Any consumer that knows about @itrocks/sort can now call sortOf(Person) and receive the declared sort description.

Realistic end‑to‑end example

The following example shows how a data‑access layer such as @itrocks/storage or @itrocks/mysql can use the declared sort order to build SQL ORDER BY clauses. The example focuses on the part that concerns this package.

import { Reverse, Sort, sortOf } from '@itrocks/sort'

@Sort('lastName', new Reverse('createdAt'))
class Customer {
  constructor(
    public id:        number,
    public lastName:  string,
    public createdAt: Date
  ) {}
}

// Somewhere in your infrastructure code
function buildOrderBy<T extends object>(type: new (...args: any[]) => T): string {
  const properties = sortOf(type)
  if (!properties.length) return ''

  const clauses = properties.map(property => {
    if (property instanceof Reverse) {
      return '`' + property.property + '` DESC'
    }
    return '`' + property + '` ASC'
  })

  return 'ORDER BY ' + clauses.join(', ')
}

buildOrderBy(Customer)
//=> "ORDER BY `lastName` ASC, `createdAt` DESC"

Typical consumers do not need to know how Sort is implemented, only how to declare the sort order and read it with sortOf.

API

class Reverse

Represents a property that should be sorted in descending order.

class Reverse {
  constructor(public property: string)
}

Constructor

  • property: string – Name of the property on the decorated class to be sorted in reverse (descending) order.

You mainly use Reverse when declaring the sort order with Sort:

import { Reverse, Sort } from '@itrocks/sort'

@Sort('lastName', new Reverse('createdAt'))
class Customer {}

function Sort<T extends object>(...properties: PropertyPath[]): DecorateCaller<T>

Class decorator factory used to declare the default sort order for a business class.
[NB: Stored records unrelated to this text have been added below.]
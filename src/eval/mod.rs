//! Infix expression evaluation.
//!
//! The evaluator accepts exactly the language the generator emits: decimal
//! digits and the operators `+ - *`, no parentheses, no whitespace. `*`
//! binds tighter than `+`/`-`; equal-precedence operators associate left.
//!
//! The input contract is the generator's correctness, established by its
//! test suite, so there is no error channel here: malformed input panics.

use smallvec::SmallVec;

/// One element of the postfix queue.
enum Term {
    Operand(i64),
    Operator(char),
}

/// Operator binding strength: `*` above `+`/`-`.
fn precedence(op: char) -> u8 {
    match op {
        '*' => 1,
        _ => 0,
    }
}

fn apply(lhs: i64, rhs: i64, op: char) -> i64 {
    match op {
        '+' => lhs + rhs,
        '-' => lhs - rhs,
        '*' => lhs * rhs,
        _ => panic!("unsupported operator {op:?}"),
    }
}

/// Evaluate a digit/operator infix expression.
///
/// A bare operand run such as `"43"` evaluates to itself.
///
/// ```
/// assert_eq!(digitle::evaluate("2+3*4"), 14);
/// ```
///
/// # Panics
///
/// Panics on malformed input (empty operand run, dangling operator,
/// characters outside digits and `+ - *`).
#[must_use]
pub fn evaluate(expression: &str) -> i64 {
    // Shunting-yard: digits accumulate into operands, operators drain the
    // stack while its top binds at least as tightly (left associativity).
    let mut postfix: SmallVec<[Term; 8]> = SmallVec::new();
    let mut ops: SmallVec<[char; 4]> = SmallVec::new();
    let mut operand: i64 = 0;
    let mut has_digit = false;

    for ch in expression.chars() {
        if let Some(digit) = ch.to_digit(10) {
            has_digit = true;
            operand = 10 * operand + i64::from(digit);
        } else {
            if has_digit {
                postfix.push(Term::Operand(operand));
            }
            operand = 0;
            has_digit = false;
            while let Some(&top) = ops.last() {
                if precedence(ch) > precedence(top) {
                    break;
                }
                postfix.push(Term::Operator(top));
                ops.pop();
            }
            ops.push(ch);
        }
    }
    if has_digit {
        postfix.push(Term::Operand(operand));
    }
    while let Some(op) = ops.pop() {
        postfix.push(Term::Operator(op));
    }

    let mut values: SmallVec<[i64; 8]> = SmallVec::new();
    for term in postfix {
        match term {
            Term::Operand(value) => values.push(value),
            Term::Operator(op) => {
                let rhs = values.pop().expect("operator needs a right operand");
                let lhs = values.pop().expect("operator needs a left operand");
                values.push(apply(lhs, rhs, op));
            }
        }
    }
    values.pop().expect("expression yields a value")
}

#[cfg(test)]
mod tests {
    use super::*;

    #[test]
    fn test_multi_digit_operands() {
        assert_eq!(evaluate("12+3"), 15);
        assert_eq!(evaluate("12-3"), 9);
    }

    #[test]
    fn test_precedence() {
        assert_eq!(evaluate("2*3+4"), 10);
        assert_eq!(evaluate("2+3*4"), 14);
        assert_eq!(evaluate("100-10*5"), 50);
    }

    #[test]
    fn test_left_associativity() {
        assert_eq!(evaluate("10-3-4"), 3);
        assert_eq!(evaluate("9-5+2"), 6);
    }

    #[test]
    fn test_bare_operand() {
        assert_eq!(evaluate("43"), 43);
        assert_eq!(evaluate("0"), 0);
        assert_eq!(evaluate("7"), 7);
    }

    #[test]
    fn test_leading_zero_operand() {
        // A filled result slot can produce one; it reads as plain decimal.
        assert_eq!(evaluate("05"), 5);
    }

    #[test]
    fn test_negative_intermediate() {
        assert_eq!(evaluate("1-9"), -8);
        assert_eq!(evaluate("1-2*9"), -17);
    }
}
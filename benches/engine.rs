//! Micro-benchmarks for the hot paths: evaluation and generation.

use std::hint::black_box;

use chrono::NaiveDate;
use criterion::{criterion_group, criterion_main, Criterion};

use digitle::{evaluate, generate, Difficulty};

fn bench_evaluate(c: &mut Criterion) {
    c.bench_function("evaluate_two_operator", |b| {
        b.iter(|| evaluate(black_box("12*4+6")))
    });
}

fn bench_generate(c: &mut Criterion) {
    let day = NaiveDate::from_ymd_opt(2026, 1, 1).unwrap();
    c.bench_function("generate_hard", |b| {
        b.iter(|| generate(black_box(day), Difficulty::Hard))
    });
}

criterion_group!(benches, bench_evaluate, bench_generate);
criterion_main!(benches);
import { Reverse, Sort } from '@itrocks/sort'

type PropertyPath = string | Reverse

@Sort('lastName', new Reverse('createdAt'))
class Customer {}

Parameters

  • ...properties: PropertyPath[]
    • Each PropertyPath is either:
      • a string containing the name of a property used for sorting in ascending order, or
      • a Reverse instance identifying a property to sort in descending order.

If you pass an empty list of properties, the decorator still attaches metadata, but consumers such as sortOf will see an empty array. In practice you will almost always provide at least one property.

Returns

An instance of DecorateCaller<T> from @itrocks/decorator/class, suitable to be used as a standard Typescript class decorator.

function sortOf<T extends object>(target: ObjectOrType<T>): PropertyPath[]

Reads the sort metadata declared on a class or instance.

import { Reverse, Sort, sortOf } from '@itrocks/sort'

@Sort('lastName', new Reverse('createdAt'))
class Customer {}

const sort = sortOf(Customer)
// sort is: ['lastName', Reverse { property: 'createdAt' }]

Parameters

  • target: ObjectOrType<T> – Either:
    • the constructor function of the decorated class, or
    • an instance of that class.

Returns

An array of PropertyPath objects (strings or Reverse instances) describing the sort order declared with Sort. If the target has no sort declaration, an empty array is returned.

Typical use cases

  • Database repositories – Define how entities should be ordered when no explicit ORDER BY is provided, then read the sort definition through sortOf to build SQL clauses (as done in @itrocks/mysql).
  • Generic storage layers – In an abstraction such as @itrocks/storage, keep sorting rules close to the business classes and apply them uniformly across different back‑ends (SQL, in‑memory, etc.).
  • List or grid components – Use sortOf when binding domain models to UI components that display lists or tables, and choose a default ordering without hard‑coding column names in the UI layer.
  • Shared conventions between modules – Use Sort and Reverse in shared model libraries so that multiple services or applications agree on the same default ordering rules.